Neuroscientists have made much progress defining the key circuits that regulate sleep/wake behavior, but this is just a start as many fundamental questions remain unanswered. In this review, we have emphasized brainstem and hypothalamic pathways that drive wake or sleep and how these likely influence cortical activity in a bottom-up fashion, but might cortical activity have a top-down influence? For example, high levels of cortical activity promote arousal, and patients with insomnia have high levels of activity in certain cortical regions, even during sleep (Nofzinger et al., 2004). On the other hand, might focal reductions in cortical activity during wake trigger transitions into sleep? Is the deep and long rebound sleep seen after sleep deprivation driven by cortical or subcortical mechanisms?

We have portrayed these pathways in a simple fashion, but these circuits are not static. For example, SCN neurons exhibit circadian rhythms in sodium and potassium currents that affect their firing (Colwell, 2011; Flourakis et al., 2015), and sleep deprivation alters glutamatergic and noradrenergic inputs to the orexin neurons (Rao et al., 2007; Uschakov et al., 2011). In addition, neuronal excitability is likely altered by variations in ion concentrations across sleep/wake states (Ding et al., 2016), and research in mammals and Drosophila suggest that sleep homeostasis is influenced by changes in specific ion channels (Liu et al., 2016; Pimentel et al., 2016; Tononi and Cirelli, 2014). An important direction for future research will be determining whether variations in neuronal excitability drive the essential characteristics of sleep/wake behavior.

Ultimately, sleep and wake states arise from dynamic interactions throughout the sleep/wake circuitry, but how do neurons acting on a millisecond time scale give rise to emergent sleep/wake behaviors that last for minutes to hours? Might short-acting neurotransmitters like GABA and glutamate drive rapid changes in state, whereas longer-acting neuromodulators like orexins and MCH influence behavioral states for longer periods?
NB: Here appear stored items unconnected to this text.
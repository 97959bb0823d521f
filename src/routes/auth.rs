//! Authentication routes: login, refresh, profile.

use axum::{extract::State, Json};
use serde::Deserialize;
use validator::Validate;

use crate::errors::{ApiResponse, AppError};
use crate::middleware::rbac::RequireRead;
use crate::models::user::UserResponse;
use crate::services::auth as auth_service;
use crate::services::auth::TokenPair;
use crate::services::user as user_service;
use crate::validation::ValidatedJson;
use crate::AppState;

#[derive(Debug, Deserialize, Validate)]
pub struct LoginRequest {
    #[validate(required(message = "Username cannot be blank"))]
    pub username: Option<String>,
    #[validate(required(message = "Password cannot be blank"))]
    pub password: Option<String>,
}

#[derive(Debug, Deserialize, Validate)]
pub struct RefreshRequest {
    #[validate(length(min = 1, message = "Refresh token cannot be blank"))]
    pub refresh_token: String,
}

/// POST /api/login
pub async fn login(
    State(state): State<AppState>,
    ValidatedJson(body): ValidatedJson<LoginRequest>,
) -> Result<Json<ApiResponse<TokenPair>>, AppError> {
    let tokens = auth_service::login(
        state.store.as_ref(),
        body.username.as_deref().unwrap_or_default(),
        body.password.as_deref().unwrap_or_default(),
        &state.config.jwt,
    )
    .await?;

    Ok(ApiResponse::success(tokens))
}

/// POST /api/login/refresh
pub async fn refresh(
    State(state): State<AppState>,
    ValidatedJson(body): ValidatedJson<RefreshRequest>,
) -> Result<Json<ApiResponse<TokenPair>>, AppError> {
    let tokens =
        auth_service::refresh_token(state.store.as_ref(), &body.refresh_token, &state.config.jwt)
            .await?;

    Ok(ApiResponse::success(tokens))
}

/// GET /api/me: current user profile
pub async fn me(
    State(state): State<AppState>,
    RequireRead(principal): RequireRead,
) -> Result<Json<ApiResponse<UserResponse>>, AppError> {
    let user = user_service::current(state.store.as_ref(), &principal).await?;
    Ok(ApiResponse::success(UserResponse::from(user)))
}
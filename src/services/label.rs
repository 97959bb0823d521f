//! Label service.

use std::collections::BTreeSet;

use crate::db::Store;
use crate::errors::AppError;
use crate::mapper;
use crate::models::label::{CreateLabel, Label, UpdateLabel};

fn not_found(id: i64) -> AppError {
    AppError::NotFound(format!("Label with id {id} not found"))
}

pub async fn list(store: &dyn Store) -> Result<Vec<Label>, AppError> {
    store.list_labels().await
}

pub async fn find_by_id(store: &dyn Store, id: i64) -> Result<Label, AppError> {
    store.find_label(id).await?.ok_or_else(|| not_found(id))
}

/// Fail with 404 on the first id that does not name a label.
pub async fn ensure_exist(store: &dyn Store, ids: &BTreeSet<i64>) -> Result<(), AppError> {
    for &id in ids {
        find_by_id(store, id).await?;
    }
    Ok(())
}

pub async fn create(store: &dyn Store, input: CreateLabel) -> Result<Label, AppError> {
    let label = store.insert_label(mapper::label::to_new_label(input)?).await?;
    tracing::info!(label_id = label.id, "Label created");
    Ok(label)
}

pub async fn update(store: &dyn Store, id: i64, input: UpdateLabel) -> Result<Label, AppError> {
    let changes = mapper::label::to_changes(input)?;
    store.update_label(id, changes).await?.ok_or_else(|| not_found(id))
}

pub async fn delete(store: &dyn Store, id: i64) -> Result<(), AppError> {
    if !store.delete_label(id).await? {
        return Err(not_found(id));
    }
    tracing::info!(label_id = id, "Label deleted");
    Ok(())
}
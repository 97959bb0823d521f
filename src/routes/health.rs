//! Health check endpoints for liveness and readiness.

use axum::{extract::State, http::StatusCode, Json};
use serde::Serialize;

use crate::errors::ApiResponse;
use crate::AppState;

/// Readiness check detail.
#[derive(Debug, Serialize)]
pub struct HealthStatus {
    pub status: String,
    pub database: String,
    pub error_reporting: bool,
}

/// Liveness check: OK while the process is running.
pub async fn live() -> &'static str {
    "OK"
}

/// Readiness check: checks storage connectivity.
pub async fn ready(State(state): State<AppState>) -> (StatusCode, Json<ApiResponse<HealthStatus>>) {
    let (code, status, database) = match state.store.ping().await {
        Ok(()) => (StatusCode::OK, "ok", "connected".to_string()),
        Err(e) => {
            tracing::warn!(error = %e, "Storage health check failed");
            (StatusCode::SERVICE_UNAVAILABLE, "degraded", "unavailable".to_string())
        }
    };

    (
        code,
        ApiResponse::success(HealthStatus {
            status: status.to_string(),
            database,
            error_reporting: state.reporter.is_enabled(),
        }),
    )
}
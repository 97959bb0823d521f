use std::net::SocketAddr;

use anyhow::Context;
use mimalloc::MiMalloc;
use task_manager::config::AppConfig;
use task_manager::services::bootstrap;
use task_manager::{db, routes, AppState};
use tracing_subscriber::{layer::SubscriberExt, util::SubscriberInitExt, EnvFilter};

// M-MIMALLOC-APP: Use mimalloc as global allocator for improved performance.
#[global_allocator]
static GLOBAL: MiMalloc = MiMalloc;

#[tokio::main]
async fn main() -> anyhow::Result<()> {
    dotenvy::dotenv().ok();

    tracing_subscriber::registry()
        .with(
            EnvFilter::try_from_default_env()
                .unwrap_or_else(|_| "task_manager=debug,tower_http=debug".into()),
        )
        .with(tracing_subscriber::fmt::layer().json())
        .init();

    let config = AppConfig::from_env().context("Failed to load configuration")?;

    let store = db::connect(&config.database)
        .await
        .context("Failed to open storage")?;
    bootstrap::run(store.as_ref(), &config.bootstrap)
        .await
        .context("Failed to seed initial data")?;

    let addr: SocketAddr = format!("{}:{}", config.host, config.port)
        .parse()
        .with_context(|| format!("Invalid listen address {}:{}", config.host, config.port))?;
    let tls = config.tls.clone();

    let state = AppState::new(store, config).context("Failed to build application state")?;
    tracing::info!(
        host = %addr,
        error_reporting = state.reporter.is_enabled(),
        "Starting task manager API server"
    );
    let app = routes::router(state);

    match tls {
        Some(tls) => {
            rustls::crypto::aws_lc_rs::default_provider()
                .install_default()
                .ok();
            let rustls_config = axum_server::tls_rustls::RustlsConfig::from_pem_file(
                &tls.cert_path,
                &tls.key_path,
            )
            .await
            .context("Failed to load TLS certificate")?;
            tracing::info!("Serving HTTPS");
            axum_server::bind_rustls(addr, rustls_config)
                .serve(app.into_make_service())
                .await?;
        }
        None => {
            let listener = tokio::net::TcpListener::bind(addr).await?;
            axum::serve(listener, app).await?;
        }
    }

    Ok(())
}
Studying these network interactions will require new tools such as simultaneously imaging the activity of many neurons in multiple brain regions and sophisticated computational analysis.

With a better understanding of the anatomy, physiology, and dynamics of these circuits, we should gain novel insights into the bigger mysteries of how sleep is controlled, how it benefits the brain, and how it can be improved.